I keep struggling to keep mosh accessible after a cloudron reboot and it would make sense to simply add mosh support to the default install. (thoughts?)
It's also not clear if IP port ranges are supported in the whitelist. (mosh ports listed as: 60000-60010 or 60000:60010 didn't work.)
Do I need to list all the ports in the range?
Also, why does the cloudron-firewall restart take so long? 15-20secs is disturbingly long.
json is ugh, does it make sense to also convert it to plain text like the blocklist?
-
@robi said in Replace iptables with nftables:
can you add a udp port example to the whitelist docs?

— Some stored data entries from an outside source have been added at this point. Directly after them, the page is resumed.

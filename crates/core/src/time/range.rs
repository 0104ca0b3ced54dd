use crate::domain::pipeline::Opportunity;
use anyhow::Context;
use chrono::{DateTime, Days, NaiveDate, NaiveDateTime, NaiveTime, Utc};
use serde::{Deserialize, Serialize};

const CREATED_AT_FORMAT: &str = "%Y-%m-%d %H:%M:%S";

/// Inclusive calendar-day range, interpreted in UTC. Either bound may be open.
#[derive(Debug, Clone, Copy, Default, PartialEq, Eq, Hash, Serialize, Deserialize)]
#[serde(rename_all = "camelCase")]
pub struct DateFilter {
    pub date_from: Option<NaiveDate>,
    pub date_to: Option<NaiveDate>,
}

impl DateFilter {
    pub fn new(date_from: Option<NaiveDate>, date_to: Option<NaiveDate>) -> Self {
        Self { date_from, date_to }
    }

    pub fn parse(date_from: Option<&str>, date_to: Option<&str>) -> anyhow::Result<Self> {
        Ok(Self {
            date_from: parse_day(date_from).context("invalid dateFrom")?,
            date_to: parse_day(date_to).context("invalid dateTo")?,
        })
    }

    pub fn is_active(&self) -> bool {
        self.date_from.is_some() || self.date_to.is_some()
    }

    /// `dateFrom` at 00:00:00.000 UTC and `dateTo` at 23:59:59.999 UTC.
    pub fn bounds(&self) -> (Option<DateTime<Utc>>, Option<DateTime<Utc>>) {
        let start = self
            .date_from
            .map(|d| d.and_time(NaiveTime::MIN).and_utc());
        let end = self.date_to.and_then(|d| {
            NaiveTime::from_hms_milli_opt(23, 59, 59, 999).map(|t| d.and_time(t).and_utc())
        });
        (start, end)
    }

    pub fn contains(&self, at: DateTime<Utc>) -> bool {
        let (start, end) = self.bounds();
        start.map_or(true, |s| at >= s) && end.map_or(true, |e| at <= e)
    }

    /// A range of `n` days maps to the `n` days before `dateFrom`. With only one bound the
    /// comparison is the single day before that bound. An inverted range has no comparison.
    pub fn previous_period(&self) -> Option<DateFilter> {
        match (self.date_from, self.date_to) {
            (Some(from), Some(to)) => {
                if to < from {
                    return None;
                }
                let span = (to - from).num_days() as u64;
                let prev_to = from.pred_opt()?;
                let prev_from = prev_to.checked_sub_days(Days::new(span))?;
                Some(DateFilter::new(Some(prev_from), Some(prev_to)))
            }
            (Some(bound), None) | (None, Some(bound)) => {
                let day = bound.pred_opt()?;
                Some(DateFilter::new(Some(day), Some(day)))
            }
            (None, None) => None,
        }
    }
}

fn parse_day(s: Option<&str>) -> anyhow::Result<Option<NaiveDate>> {
    match s.map(str::trim).filter(|s| !s.is_empty()) {
        Some(s) => NaiveDate::parse_from_str(s, "%Y-%m-%d")
            .map(Some)
            .with_context(|| format!("expected YYYY-MM-DD, got {s:?}")),
        None => Ok(None),
    }
}

/// Reads an upstream `created_at` as UTC.
///
/// The API sends naive `YYYY-MM-DD HH:mm:ss`; longer strings with fractional seconds are cut
/// to the first 19 characters, and explicit RFC 3339 timestamps are honored as given.
pub fn parse_created_at(raw: &str) -> Option<DateTime<Utc>> {
    let raw = raw.trim();
    if let Ok(naive) = NaiveDateTime::parse_from_str(raw, CREATED_AT_FORMAT) {
        return Some(naive.and_utc());
    }
    if let Some(head) = raw.get(..19) {
        let head = head.replacen('T', " ", 1);
        if let Ok(naive) = NaiveDateTime::parse_from_str(&head, CREATED_AT_FORMAT) {
            if !has_offset(&raw[19..]) {
                return Some(naive.and_utc());
            }
        }
    }
    DateTime::parse_from_rfc3339(raw)
        .ok()
        .map(|dt| dt.with_timezone(&Utc))
}

fn has_offset(tail: &str) -> bool {
    let tail = tail.trim_start_matches(|c: char| c == '.' || c.is_ascii_digit());
    !(tail.is_empty() || tail == "Z")
}

#[derive(Debug)]
pub struct Filtered<'a> {
    pub kept: Vec<&'a Opportunity>,
    pub invalid: u64,
}

pub fn filter_opportunities<'a>(opportunities: &'a [Opportunity], filter: &DateFilter) -> Filtered<'a> {
    if !filter.is_active() {
        return Filtered {
            kept: opportunities.iter().collect(),
            invalid: 0,
        };
    }

    let mut kept = Vec::new();
    let mut invalid = 0u64;
    for opp in opportunities {
        match opp.created_at.as_deref().and_then(parse_created_at) {
            Some(at) if filter.contains(at) => kept.push(opp),
            Some(_) => {}
            None => invalid += 1,
        }
    }
    if invalid > 0 {
        tracing::debug!(invalid, ?filter, "opportunities excluded for unparsable created_at");
    }
    Filtered { kept, invalid }
}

Currently, only tcp is supported. I will look into adding udp, it should be straightforward.
Also, why does the cloudron-firewall restart take so long? 15-20secs is disturbingly long.
I think that's the time the kernel is taking to add your blocklist to ipset. I imagine it's pretty big? How many entries does it have?
-
Currently, only tcp is supported. I will look into adding udp, it should be straightforward.
Hmm, then why am I seeing some of the udp ports I added?
I also see iptables -L | grep 50000:51000
what is this for? looks like a typo for mosh (60000-61000)I think that's the time the kernel is taking to add your blocklist to ipset. I imagine it's pretty big? How many entries does it have?
oh yes, 13,687 IPs in blocklist now (cn, ru), 25 seconds to load.
Life of Gratitude.
Life of CT Gifts -
@robi said in Replace iptables with nftables:
I also see iptables -L | grep 50000:51000
That's for the TURN server.
-
ooh that's usable for mosh too with the -p parameter.
let's just make mosh a default thing please!